Sask. woman qualifies for Canada's Paralympic cycling team
Keely Shaw from Midale, Sask., is Paralympic bound as a Para cyclist for Team Canada. (Photo submitted by Keely Shaw)
SASAKTOON -- Twenty-seven-year-old Keely Shaw qualified for Canada’s Para cycling team, helping her achieve a long-time dream.
“It’s been a wild ride thinking that I did my very first ride in May of 2017 and now August 2021 I’m going be at the greatest sporting event in the world,” Shaw told CTV News.
Growing up Shaw played several different sports growing including hockey, racing motocross, volleyball and badminton.
“If it was offered within a half-hour of my town I gave it a try,” Shaw said “Hockey was really the sport that I fell in love with and I dreamed of playing university level and at the Olympic level.”
That would all change in 2009 when she was involved in a horse-riding accident.
“I broke a blood vessel in my brain so that lead to complete paralysis on the left side of my brain,” Shaw said. “It’s hard to be an Olympic hockey player when you can only move half your body.”
Describing herself as lost when she was 15, Keely took some time before she would eventually find her new passion. About six years after her injury, she was approached by someone at the gym who knew her story, and told her she would be eligible for Para sport.
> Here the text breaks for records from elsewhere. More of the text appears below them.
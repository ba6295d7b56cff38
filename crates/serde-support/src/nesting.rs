//! Nesting check run over raw JSON text before it is parsed.
//!
//! The decoder parses without `serde_json`'s fixed recursion limit, so the
//! limit has to come from [`DecodeOptions::max_depth`] instead. Every JSON
//! object counts as one level, matching [`DecodeContext::descend`] for
//! modelled content, and the error carries the same pointer the decoder
//! would report. Arrays do not count as levels, but the total number of open
//! containers is capped at `2 * max_depth + 1`, which is as deep as arrays of
//! objects can go within the object limit.
//!
//! Malformed text is not reported here; the parser reports it afterwards.
//!
//! [`DecodeContext::descend`]: crate::DecodeContext::descend

use crate::context::DecodeOptions;
use crate::error::{DecodeError, DecodeErrorKind};

enum Frame {
    Object { key: Option<String>, expect_key: bool },
    Array { index: usize },
}

/// Fails with `DepthExceeded` when `input` nests deeper than `options` allow.
pub fn check_nesting(input: &[u8], options: &DecodeOptions) -> Result<(), DecodeError> {
    let max = options.max_depth;
    let max_containers = max.saturating_mul(2).saturating_add(1);
    let mut frames: Vec<Frame> = Vec::new();
    let mut objects = 0usize;
    let mut pos = 0;

    while pos < input.len() {
        match input[pos] {
            b'"' => {
                let Some(end) = string_end(input, pos) else {
                    return Ok(());
                };
                if let Some(Frame::Object { key, expect_key }) = frames.last_mut()
                    && *expect_key
                {
                    let Some(text) = member_name(&input[pos..=end]) else {
                        return Ok(());
                    };
                    *key = Some(text);
                    *expect_key = false;
                }
                pos = end;
            }
            open @ (b'{' | b'[') => {
                let too_deep = open == b'{' && objects >= max;
                if too_deep || frames.len() >= max_containers {
                    return Err(DecodeError::new(
                        DecodeErrorKind::DepthExceeded { max },
                        pointer(&frames),
                    ));
                }
                if open == b'{' {
                    objects += 1;
                    frames.push(Frame::Object {
                        key: None,
                        expect_key: true,
                    });
                } else {
                    frames.push(Frame::Array { index: 0 });
                }
            }
            b'}' | b']' => match frames.pop() {
                Some(Frame::Object { .. }) => objects -= 1,
                Some(Frame::Array { .. }) => {}
                None => return Ok(()),
            },
            b',' => match frames.last_mut() {
                Some(Frame::Object { expect_key, .. }) => *expect_key = true,
                Some(Frame::Array { index }) => *index += 1,
                None => return Ok(()),
            },
            _ => {}
        }
        pos += 1;
    }
    Ok(())
}

/// Index of the quote closing the string that opens at `start`.
fn string_end(input: &[u8], start: usize) -> Option<usize> {
    let mut pos = start + 1;
    while pos < input.len() {
        match input[pos] {
            b'\\' => pos += 2,
            b'"' => return Some(pos),
            _ => pos += 1,
        }
    }
    None
}

/// Decodes a quoted member name, escapes included.
fn member_name(quoted: &[u8]) -> Option<String> {
    let inner = &quoted[1..quoted.len() - 1];
    if inner.contains(&b'\\') {
        serde_json::from_slice(quoted).ok()
    } else {
        std::str::from_utf8(inner).ok().map(str::to_string)
    }
}

fn pointer(frames: &[Frame]) -> String {
    let mut out = String::new();
    for frame in frames {
        match frame {
            Frame::Object { key: Some(key), .. } => {
                out.push('/');
                out.push_str(&key.replace('~', "~0").replace('/', "~1"));
            }
            Frame::Object { key: None, .. } => {}
            Frame::Array { index } => {
                out.push('/');
                out.push_str(&index.to_string());
            }
        }
    }
    out
}

#[cfg(test)]
mod tests {
    use super::*;

    fn nested_objects(levels: usize) -> String {
        let mut text = String::from("1");
        for _ in 0..levels {
            text = format!(r#"{{"a/b":{text}}}"#);
        }
        text
    }

    #[test]
    fn objects_within_limit_pass() {
        let options = DecodeOptions::default().with_max_depth(3);
        let input = nested_objects(3);
        assert_eq!(check_nesting(input.as_bytes(), &options), Ok(()));
    }

    #[test]
    fn deepest_object_is_located() {
        let options = DecodeOptions::default().with_max_depth(3);
        let input = nested_objects(4);
        let err = check_nesting(input.as_bytes(), &options).unwrap_err();
        assert_eq!(err.kind, DecodeErrorKind::DepthExceeded { max: 3 });
        assert_eq!(err.path, "/a~1b/a~1b/a~1b");
    }

    #[test]
    fn array_indexes_and_later_members_are_tracked() {
        let options = DecodeOptions::default().with_max_depth(2);
        let input = r#"{"first": 1, "list": [{}, {"x": "{[", "deep": {}}]}"#;
        let err = check_nesting(input.as_bytes(), &options).unwrap_err();
        assert_eq!(err.path, "/list/1/deep");
    }

    #[test]
    fn escaped_member_names_are_decoded() {
        let options = DecodeOptions::default().with_max_depth(1);
        let input = r#"{"say \"hi\"!": {}}"#;
        let err = check_nesting(input.as_bytes(), &options).unwrap_err();
        assert_eq!(err.path, "/say \"hi\"!");
    }

    #[test]
    fn bare_arrays_are_capped() {
        let options = DecodeOptions::default().with_max_depth(2);
        assert_eq!(check_nesting(b"[[[[[1]]]]]", &options), Ok(()));

        let err = check_nesting(b"[[[[[[1]]]]]]", &options).unwrap_err();
        assert_eq!(err.path, "/0/0/0/0/0");
    }

    #[test]
    fn malformed_text_is_left_to_the_parser() {
        let options = DecodeOptions::default();
        assert_eq!(check_nesting(b"]]}", &options), Ok(()));
        assert_eq!(check_nesting(br#"{"open"#, &options), Ok(()));
    }
}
“I tried cross-country skiing and I was so bad,” Shaw said. “I decided we’ll switch gears.”
After commuting back and forth to school she thought she would give cycling a hand. In 2016 she bought herself, what she describes as a “good road bike.”
“I continued to train and kind of build my engine, build the length of my rides and then in May of 2017 I was like 'Keely try a race,'” Shaw said. “So I went to up to Moose Jaw and did my very first bike race.”
She was then in correspondence with the Canadian Paralympic committee to become a member of the Para cycle team. In August of 2017 she flew to Quebec to race in her first national event, placing third.
Bruce Crave, the president of Craven Sport Services, has been working with Shaw since she began the sport.
“Let’s go out and show you how to clip in and out of your shoes,” Craven said. “Then boom, and away she goes and off to our national team.”
Craven has worked with athletes at every Olympics and Paralympics since 1988. He says Shaw is like many other Paralympic athletes.
“They are where they are because they’re fighters and their usually a bit stubborn and they are not going to take no as an answer,” Craven told CTV News.
For Shaw, she's happy she found love for sport again and that she is Paralympic bound.
“I would say it saved my life,” Shaw said.
Possibly her biggest fan, her mother Carol Toles, is excited too.
“Absolutely surreal, Keely’s been a fighter, has always been a fighter. She’s strong both physically and mentally. Her dad and I can couldn’t be prouder of her.”
The 2020 Summer Paralympic are set to begin Aug. 24 in Tokyo.